April 10, 2000 12:00 PM ET

Computerworld -

DEFINITION: Directory Services Markup Language (DSML) is a proposed standard for using XML to define the data content and structure of a directory and maintain it on distributed directories.

DSML gives developers a simple and convenient way to implement XML-based applications on the Internet. Such support is crucial to e-commerce applications.Directory services provide the best way of naming, describing and finding information and resources in a system while managing the relationship between those resources.

Directories (QuickStudy) typically store and manage information - including names, addresses, phone numbers and access rights - about each user in an enterprise. In addition, directory software also stores and manages access to detailed information about a company's information technology assets, including people, business processes and resources for internal use.
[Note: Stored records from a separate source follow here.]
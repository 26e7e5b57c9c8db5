//
//  Copyright (C) 2022-2024  Chase Ruskin
//
//  This program is free software: you can redistribute it and/or modify
//  it under the terms of the GNU General Public License as published by
//  the Free Software Foundation, either version 3 of the License, or
//  (at your option) any later version.
//
//  This program is distributed in the hope that it will be useful,
//  but WITHOUT ANY WARRANTY; without even the implied warranty of
//  MERCHANTABILITY or FITNESS FOR A PARTICULAR PURPOSE.  See the
//  GNU General Public License for more details.
//
//  You should have received a copy of the GNU General Public License
//  along with this program.  If not, see <http://www.gnu.org/licenses/>.
//

use std::path::PathBuf;

use crate::core::bus::AddressMap;
use crate::core::config::GeneratorConfig;
use crate::core::patch;
use crate::core::verilog::module::Module;
use crate::error::Error;
use crate::util::filesystem;

/// Allocates the module's bus addresses with the configured base address and
/// alignment.
pub fn allocate_bus<'a>(
    module: &'a mut Module,
    cfg: &GeneratorConfig,
) -> Result<&'a AddressMap, Error> {
    module.allocate(cfg.get_base_address(), cfg.get_alignment())
}

/// Writes out the module: a new `<name>.v` file in the output directory when
/// it has no target file, or the patched target file otherwise.
///
/// Returns the path of the file that now holds the generated code.
pub fn write_module(module: &Module, cfg: &GeneratorConfig) -> Result<PathBuf, Error> {
    match module.get_target() {
        Some(target) => {
            patch::patch_file(module, target, cfg.get_backup_ext())?;
            log::info!("patched {}", target.display());
            Ok(target.clone())
        }
        None => {
            if module.allocated_slaves() > 0 {
                log::warn!(
                    "module {} has {} allocated wishbone slaves but no target file to record their addresses",
                    module.get_name(),
                    module.allocated_slaves()
                );
            }
            let dest = cfg
                .get_output_dir()
                .join(format!("{}.v", module.get_name()));
            filesystem::write_atomic(&dest, &module.into_module_file())?;
            log::info!("wrote {}", dest.display());
            Ok(dest)
        }
    }
}
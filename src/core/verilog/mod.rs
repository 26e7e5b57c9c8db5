//
//  Copyright (C) 2022-2024  Chase Ruskin
//
//  This program is free software: you can redistribute it and/or modify
//  it under the terms of the GNU General Public License as published by
//  the Free Software Foundation, either version 3 of the License, or
//  (at your option) any later version.
//
//  This program is distributed in the hope that it will be useful,
//  but WITHOUT ANY WARRANTY; without even the implied warranty of
//  MERCHANTABILITY or FITNESS FOR A PARTICULAR PURPOSE.  See the
//  GNU General Public License for more details.
//
//  You should have received a copy of the GNU General Public License
//  along with this program.  If not, see <http://www.gnu.org/licenses/>.
//

pub mod instance;
pub mod interface;
pub mod keyword;
pub mod module;
//
//  Copyright (C) 2022-2024  Chase Ruskin
//
//  This program is free software: you can redistribute it and/or modify
//  it under the terms of the GNU General Public License as published by
//  the Free Software Foundation, either version 3 of the License, or
//  (at your option) any later version.
//
//  This program is distributed in the hope that it will be useful,
//  but WITHOUT ANY WARRANTY; without even the implied warranty of
//  MERCHANTABILITY or FITNESS FOR A PARTICULAR PURPOSE.  See the
//  GNU General Public License for more details.
//
//  You should have received a copy of the GNU General Public License
//  along with this program.  If not, see <http://www.gnu.org/licenses/>.
//

pub mod anyerror;
pub mod filesystem;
The Internet is built on a foundation of distributed directories, most of which maintain similar information using similar directory applications. That foundation is quite old in Internet time. Early protocols, such as X.500, are still used for aspects of directory management. Also, the distributed structure defined early on is still in place: Directory services are distributed across a network, with each distributed service maintaining a portion of the global database. To the user, the entire directory of network resources is accessible from the local server.

New Technology Needed

But the pending demands of business-to-business e-commerce will likely max out these older technologies. For example, developers and vendors will be hard-pressed to write applications and utilities that can meet the data-handling requirements of the automotive spare parts industry, which is expected to generate millions of daily Internet transactions when it's up and running.

Luckily, the numerous business-to-business exchanges announced this year are still a long way from going live, and vendors are making headway in standardizing directory services. One effort, Directory Services Markup Language (DSML), builds on the predicted dominance of the content-tagging language XML to provide support in e-commerce applications. On the Internet, DSML should make directory information available to a world where information in distributed directories is maintained in different schemas.

DSML was created by an industry group spearheaded by Bowstreet Software Inc., a start-up in Portsmouth, N.H. Last year, Bowstreet convinced IBM, Oracle Corp., the Sun/ Netscape Alliance and Novell Inc. that such a standard was needed. Last July, the group announced its intent to develop it, and on Dec. 7, it turned over the DSML 1.0 specification draft to the Organization for the Advancement of Structured Information Standards, a nonprofit consortium for XML e-commerce standardization.

Establishing Standards

The idea behind the DSML standard is that business-to-business exchange applications can make use of the scalability, replication, security and management strengths of Web directory services without having to re-engineer either the Internet's infrastructure or existing software.

DSML specifies standardized ways for defining directory schemas, including specific XML tags and other metadata information, that are similar to the document type definitions in the Internet programming language HTML, which are managed as directory entries.

XML applications request both data and schema information from directories and consolidate them into one document. Network managers can enable DSML on current directories by simply installing extensions. Lightweight Directory Access Protocol and current vendor application programming interfaces remain in use. Directories continue to work as in the past, except that DSML will enhance business-to-business e-commerce.

Although XML itself is still under development, vendors are now supporting it in products and embracing it wholeheartedly as the e-commerce language that will make business-to-business viable.

A combination of XML and DSML will be essential to Internet directory services, enabling a new generation of applications that use directories more effectively. In particular, DSML will be important to supply-chain and customer service applications, all of which rely heavily on customized presentation of data. DSML metadata descriptions will be the tools for that job.